Freetrade moved to a free Basic plan and expanded its range to include mutual funds — making it genuinely competitive with paid platforms for the first time.
Pros:
- Lowest possible ongoing cost
- Barclays offers the full investment range for free; others are more limited
Cons:
- Barclays charges £6/trade for ETFs and shares — frequent traders pay more
- InvestEngine and Trading 212 offer no funds (unit trusts/OEICs)
- Freetrade is app-only with a 0.99% FX fee on non-GBP trades
- Less depth in research tools than the established paid platforms
Best for: Fund investors who want the full market at zero cost (Barclays), or passive ETF investors who want maximum simplicity (InvestEngine, Trading 212).
The crossover with paid platforms
For fund investors using paid percentage platforms, the crossover with ii Core is:
| Comparison | Crossover |
|---|---|
| HL (0.35% + £1.95/trade) vs ii Core | ~£27,500 |
| Fidelity (0.35%, no dealing) vs ii Core | ~£34,000 |
| AJ Bell (0.25% + £1.50/trade) vs ii Core | ~£41,000 |
| Vanguard (0.15%, min £48/yr) vs ii Core | ~£80,000 |
For Barclays: no crossover is needed for fund investors — it’s always free.
The ETF cost comparison has changed
HL’s March 2026 fee changes restructured its ETF economics significantly:
| Platform | ETF ISA annual cost (12 trades/year) | Notes |
|---|---|---|
| InvestEngine | £0 | ETF-only |
| Freetrade Basic | £0 | ETFs, shares, funds |
| Trading 212 | £0 | ETFs and shares |
| AJ Bell | £42 cap + £5/trade | Cap makes large portfolios cheap |
| HL | £150 cap + £6.95/trade | Cap up from £45 in March 2026 |
| Barclays | £72 (12 × £6) | No cap |
HL’s ETF cap rising from £45 to £150 made it considerably less competitive for ETF-only investors.

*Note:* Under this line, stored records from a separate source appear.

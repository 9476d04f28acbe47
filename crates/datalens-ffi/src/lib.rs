//! C FFI bindings for datalens-core
//!
//! Exposes the dashboard through an opaque handle so a UI host can load
//! datasets, drive filters, sorting and paging, and read back cells.

use datalens_core::{Classification, Dashboard, DatasetKind};
use std::ffi::{CStr, CString};
use std::os::raw::{c_char, c_int};
use std::ptr;

/// Opaque handle to a dashboard
pub struct FfiDashboard {
    inner: Dashboard,
}

/// Opaque handle to one rendered page, cells in header order
pub struct FfiPage {
    rows: Vec<Vec<String>>,
    highlights: Vec<Classification>,
}

/// Dataset selector: 0 = threads, 1 = non-threads
fn kind_from_int(kind: c_int) -> Option<DatasetKind> {
    match kind {
        0 => Some(DatasetKind::Threads),
        1 => Some(DatasetKind::NonThreads),
        _ => None,
    }
}

unsafe fn str_arg<'a>(s: *const c_char) -> Option<&'a str> {
    if s.is_null() {
        return None;
    }
    CStr::from_ptr(s).to_str().ok()
}

fn into_c_string(s: impl Into<Vec<u8>>) -> *mut c_char {
    CString::new(s)
        .map(|s| s.into_raw())
        .unwrap_or(ptr::null_mut())
}

/// Create an empty dashboard
#[no_mangle]
pub extern "C" fn dl_dashboard_new() -> *mut FfiDashboard {
    Box::into_raw(Box::new(FfiDashboard {
        inner: Dashboard::new(),
    }))
}

/// Free a dashboard
///
/// # Safety
/// - `dash` must be a valid pointer returned by `dl_dashboard_new` or null
#[no_mangle]
pub unsafe extern "C" fn dl_dashboard_free(dash: *mut FfiDashboard) {
    if !dash.is_null() {
        drop(Box::from_raw(dash));
    }
}

/// Load CSV text into one dataset. Returns 0 on success, -1 on error.
///
/// # Safety
/// - `dash` must be a valid pointer returned by `dl_dashboard_new`
/// - `csv` must be a valid C string
#[no_mangle]
pub unsafe extern "C" fn dl_load_csv(dash: *mut FfiDashboard, kind: c_int, csv: *const c_char) -> c_int {
    if dash.is_null() {
        return -1;
    }
    let (Some(kind), Some(csv)) = (kind_from_int(kind), str_arg(csv)) else {
        return -1;
    };

    match (*dash).inner.load_csv(kind, csv, kind.doc_id()) {
        Ok(_) => 0,
        Err(_) => -1,
    }
}

/// Discard both datasets
///
/// # Safety
/// - `dash` must be a valid pointer returned by `dl_dashboard_new`
#[no_mangle]
pub unsafe extern "C" fn dl_clear(dash: *mut FfiDashboard) {
    if !dash.is_null() {
        (*dash).inner.clear();
    }
}

/// Set the free-text filter; null clears it
///
/// # Safety
/// - `dash` must be a valid pointer returned by `dl_dashboard_new`
/// - `pattern` must be a valid C string or null
#[no_mangle]
pub unsafe extern "C" fn dl_set_global_filter(dash: *mut FfiDashboard, pattern: *const c_char) {
    if dash.is_null() {
        return;
    }
    (*dash).inner.set_global_filter(str_arg(pattern).unwrap_or(""));
}

/// Set a column filter; a null or empty pattern removes it
///
/// # Safety
/// - `dash` must be a valid pointer returned by `dl_dashboard_new`
/// - `column` must be a valid C string; `pattern` a valid C string or null
#[no_mangle]
pub unsafe extern "C" fn dl_set_column_filter(
    dash: *mut FfiDashboard,
    column: *const c_char,
    pattern: *const c_char,
) {
    if dash.is_null() {
        return;
    }
    if let Some(column) = str_arg(column) {
        (*dash)
            .inner
            .set_column_filter(column, str_arg(pattern).unwrap_or(""));
    }
}

/// Request a sort on a column (same column again flips direction)
///
/// # Safety
/// - `dash` must be a valid pointer returned by `dl_dashboard_new`
/// - `key` must be a valid C string
#[no_mangle]
pub unsafe extern "C" fn dl_request_sort(dash: *mut FfiDashboard, key: *const c_char) {
    if dash.is_null() {
        return;
    }
    if let Some(key) = str_arg(key) {
        (*dash).inner.request_sort(key);
    }
}

/// Select a 1-indexed page
///
/// # Safety
/// - `dash` must be a valid pointer returned by `dl_dashboard_new`
#[no_mangle]
pub unsafe extern "C" fn dl_set_page(dash: *mut FfiDashboard, page: usize) {
    if !dash.is_null() {
        (*dash).inner.set_page(page);
    }
}

/// Toggle highlighting. Returns 0 on success, -1 if classification failed.
///
/// # Safety
/// - `dash` must be a valid pointer returned by `dl_dashboard_new`
#[no_mangle]
pub unsafe extern "C" fn dl_set_highlight(dash: *mut FfiDashboard, enabled: bool) -> c_int {
    if dash.is_null() {
        return -1;
    }
    match (*dash).inner.set_highlight_enabled(enabled) {
        Ok(()) => 0,
        Err(_) => -1,
    }
}

/// Number of merged columns
///
/// # Safety
/// - `dash` must be a valid pointer returned by `dl_dashboard_new`
#[no_mangle]
pub unsafe extern "C" fn dl_col_count(dash: *const FfiDashboard) -> usize {
    if dash.is_null() {
        return 0;
    }
    (*dash).inner.headers().len()
}

/// Get a column name by index
///
/// # Safety
/// - `dash` must be a valid pointer returned by `dl_dashboard_new`
/// - Returns null if index is out of bounds
/// - Caller must free the returned string with `dl_free_string`
#[no_mangle]
pub unsafe extern "C" fn dl_col_name(dash: *const FfiDashboard, index: usize) -> *mut c_char {
    if dash.is_null() {
        return ptr::null_mut();
    }
    (*dash)
        .inner
        .headers()
        .get(index)
        .map(|name| into_c_string(name.as_str()))
        .unwrap_or(ptr::null_mut())
}

/// Rows in the merged dataset
///
/// # Safety
/// - `dash` must be a valid pointer returned by `dl_dashboard_new`
#[no_mangle]
pub unsafe extern "C" fn dl_total_rows(dash: *const FfiDashboard) -> usize {
    if dash.is_null() {
        return 0;
    }
    (*dash).inner.total_rows()
}

/// Rows passing the current filters
///
/// # Safety
/// - `dash` must be a valid pointer returned by `dl_dashboard_new`
#[no_mangle]
pub unsafe extern "C" fn dl_filtered_count(dash: *const FfiDashboard) -> usize {
    if dash.is_null() {
        return 0;
    }
    (*dash).inner.filtered_count()
}

/// Number of pages for the filtered rows
///
/// # Safety
/// - `dash` must be a valid pointer returned by `dl_dashboard_new`
#[no_mangle]
pub unsafe extern "C" fn dl_total_pages(dash: *const FfiDashboard) -> usize {
    if dash.is_null() {
        return 0;
    }
    (*dash).inner.total_pages()
}

/// Take a snapshot of the current page
///
/// # Safety
/// - `dash` must be a valid pointer returned by `dl_dashboard_new`
/// - Caller must free the returned page with `dl_page_free`
#[no_mangle]
pub unsafe extern "C" fn dl_page_snapshot(dash: *const FfiDashboard) -> *mut FfiPage {
    if dash.is_null() {
        return ptr::null_mut();
    }
    let inner = &(*dash).inner;
    let headers = inner.headers();
    let mut rows = Vec::new();
    let mut highlights = Vec::new();
    for page_row in inner.page_rows() {
        rows.push(
            headers
                .iter()
                .map(|column| page_row.row.get(column).unwrap_or("").to_string())
                .collect(),
        );
        highlights.push(page_row.highlight);
    }
    Box::into_raw(Box::new(FfiPage { rows, highlights }))
}

/// Free a page snapshot
///
/// # Safety
/// - `page` must be a valid pointer returned by `dl_page_snapshot` or null
#[no_mangle]
pub unsafe extern "C" fn dl_page_free(page: *mut FfiPage) {
    if !page.is_null() {
        drop(Box::from_raw(page));
    }
}

/// Rows in a page snapshot
///
/// # Safety
/// - `page` must be a valid pointer returned by `dl_page_snapshot`
#[no_mangle]
pub unsafe extern "C" fn dl_page_row_count(page: *const FfiPage) -> usize {
    if page.is_null() {
        return 0;
    }
    (*page).rows.len()
}

/// Get a cell of a page snapshot as a string
///
/// # Safety
/// - `page` must be a valid pointer returned by `dl_page_snapshot`
/// - Returns null if row or col is out of bounds
/// - Caller must free the returned string with `dl_free_string`
#[no_mangle]
pub unsafe extern "C" fn dl_page_cell(page: *const FfiPage, row: usize, col: usize) -> *mut c_char {
    if page.is_null() {
        return ptr::null_mut();
    }
    (&(*page).rows)
        .get(row)
        .and_then(|cells| cells.get(col))
        .map(|cell| into_c_string(cell.as_str()))
        .unwrap_or(ptr::null_mut())
}

/// Highlight of a snapshot row: 0 = none, 1 = green, 2 = red, -1 = out of bounds
///
/// # Safety
/// - `page` must be a valid pointer returned by `dl_page_snapshot`
#[no_mangle]
pub unsafe extern "C" fn dl_page_highlight(page: *const FfiPage, row: usize) -> c_int {
    if page.is_null() {
        return -1;
    }
    match (&(*page).highlights).get(row) {
        Some(Classification::None) => 0,
        Some(Classification::Green) => 1,
        Some(Classification::Red) => 2,
        None => -1,
    }
}

/// Filtered and sorted rows as CSV text
///
/// # Safety
/// - `dash` must be a valid pointer returned by `dl_dashboard_new`
/// - Caller must free the returned string with `dl_free_string`
#[no_mangle]
pub unsafe extern "C" fn dl_export_csv(dash: *const FfiDashboard) -> *mut c_char {
    if dash.is_null() {
        return ptr::null_mut();
    }
    match (*dash).inner.export_csv_string() {
        Ok(text) => into_c_string(text),
        Err(_) => ptr::null_mut(),
    }
}

/// Chart aggregates as JSON; null when no data is loaded
///
/// # Safety
/// - `dash` must be a valid pointer returned by `dl_dashboard_new`
/// - Caller must free the returned string with `dl_free_string`
#[no_mangle]
pub unsafe extern "C" fn dl_chart_json(dash: *const FfiDashboard) -> *mut c_char {
    if dash.is_null() {
        return ptr::null_mut();
    }
    (*dash)
        .inner
        .chart_data()
        .and_then(|chart| serde_json::to_string(&chart).ok())
        .map(into_c_string)
        .unwrap_or(ptr::null_mut())
}

/// Take the pending user notification; null when there is none
///
/// # Safety
/// - `dash` must be a valid pointer returned by `dl_dashboard_new`
/// - Caller must free the returned string with `dl_free_string`
#[no_mangle]
pub unsafe extern "C" fn dl_take_notification(dash: *mut FfiDashboard) -> *mut c_char {
    if dash.is_null() {
        return ptr::null_mut();
    }
    (*dash)
        .inner
        .take_notification()
        .map(into_c_string)
        .unwrap_or(ptr::null_mut())
}

/// Free a string returned by other FFI functions
///
/// # Safety
/// - `s` must be a valid pointer returned by a dl_* function or null
#[no_mangle]
pub unsafe extern "C" fn dl_free_string(s: *mut c_char) {
    if !s.is_null() {
        drop(CString::from_raw(s));
    }
}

AJ Bell’s £42 cap now stands out as the cheapest capped ETF option. Free platforms remain the best for ETF cost minimisation.
Which should you choose?
A practical framework:
- Fund investor at any size → Barclays first (free), then compare HL/Fidelity/AJ Bell vs ii at your specific size
- Fund investor, portfolio below £27,500 → HL (0.35%), Fidelity (0.35%, no dealing), or AJ Bell (0.25%)
- Fund investor, portfolio above £27,500 → ii Core or Barclays
- ETF investor → InvestEngine, Freetrade, or Trading 212 (all free)

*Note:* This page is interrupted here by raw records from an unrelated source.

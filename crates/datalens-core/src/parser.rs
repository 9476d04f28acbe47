//! CSV parser for the threads / non-threads datasets
//!
//! Input is split into lines before tokenizing, so quoted fields cannot span
//! lines. Rows whose field count differs from the header are dropped and
//! logged rather than padded or truncated.

use crate::error::{Error, Result};
use crate::table::{ParsedTable, Record};
use std::collections::HashMap;
use std::fs;
use std::path::Path;
use tracing::{debug, warn};

/// A parsed table along with the rows that were skipped
#[derive(Debug, Clone)]
pub struct ParseReport {
    /// The parsed table
    pub table: ParsedTable,
    /// 1-based line numbers of rows dropped for a field count mismatch
    pub dropped_lines: Vec<usize>,
}

impl ParseReport {
    /// Number of dropped rows
    pub fn dropped_count(&self) -> usize {
        self.dropped_lines.len()
    }
}

/// Parse a CSV file into a table
pub fn parse_csv<P: AsRef<Path>>(path: P) -> Result<ParsedTable> {
    let path = path.as_ref();
    let content = fs::read_to_string(path).map_err(|e| Error::FileRead {
        path: path.to_path_buf(),
        source: e,
    })?;

    parse_csv_str(&content, &path.display().to_string())
}

/// Parse CSV text into a table
pub fn parse_csv_str(content: &str, source_name: &str) -> Result<ParsedTable> {
    parse_csv_report(content, source_name).map(|report| report.table)
}

/// Parse CSV text, keeping track of dropped rows
pub fn parse_csv_report(content: &str, source_name: &str) -> Result<ParseReport> {
    let content = content.trim_start_matches('\u{feff}').trim();
    if content.is_empty() {
        return Err(Error::EmptyInput);
    }

    let mut lines = content.split('\n').enumerate();
    let (_, header_line) = lines.next().ok_or(Error::EmptyInput)?;

    let raw_headers = split_fields(header_line.trim())?;
    if raw_headers.iter().all(|h| h.is_empty()) {
        return Err(Error::EmptyInput);
    }

    // Column order follows the first occurrence of each name; the value
    // comes from the last occurrence
    let mut headers: Vec<String> = Vec::new();
    let mut last_position: HashMap<&str, usize> = HashMap::new();
    for (i, name) in raw_headers.iter().enumerate() {
        if last_position.insert(name.as_str(), i).is_none() {
            headers.push(name.clone());
        } else {
            warn!(source = source_name, column = %name, "duplicate header, later column wins");
        }
    }
    let header_positions: Vec<usize> = headers
        .iter()
        .map(|name| last_position[name.as_str()])
        .collect();

    let mut table = ParsedTable::new(headers);
    let mut dropped_lines = Vec::new();

    for (idx, line) in lines {
        let line = line.trim();
        if line.is_empty() {
            continue;
        }

        let fields = split_fields(line)?;
        if fields.len() != raw_headers.len() {
            warn!(
                source = source_name,
                line = idx + 1,
                expected = raw_headers.len(),
                found = fields.len(),
                "skipping malformed row"
            );
            dropped_lines.push(idx + 1);
            continue;
        }

        let record: Record = header_positions
            .iter()
            .map(|&i| {
                let value = fields.get(i).cloned().unwrap_or_default();
                (raw_headers[i].clone(), value)
            })
            .collect();
        table.rows.push(record);
    }

    debug!(
        source = source_name,
        columns = table.column_count(),
        rows = table.row_count(),
        dropped = dropped_lines.len(),
        "parsed CSV"
    );

    Ok(ParseReport {
        table,
        dropped_lines,
    })
}

/// Split a single line into fields, honouring double quotes and `""` escapes
pub fn split_fields(line: &str) -> Result<Vec<String>> {
    let mut reader = csv::ReaderBuilder::new()
        .has_headers(false)
        .flexible(true)
        .from_reader(line.as_bytes());

    let mut record = csv::StringRecord::new();
    if reader.read_record(&mut record)? {
        Ok(record.iter().map(str::to_string).collect())
    } else {
        Ok(vec![String::new()])
    }
}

- ETF investor wanting investment trust/bond access → AJ Bell (£42/yr cap) or ii Core
Use our fee calculator to compare all nine platforms at your exact portfolio size, account type, and trading frequency.
Fee estimates based on published rates as of June 2026. Always verify current fees directly with your provider.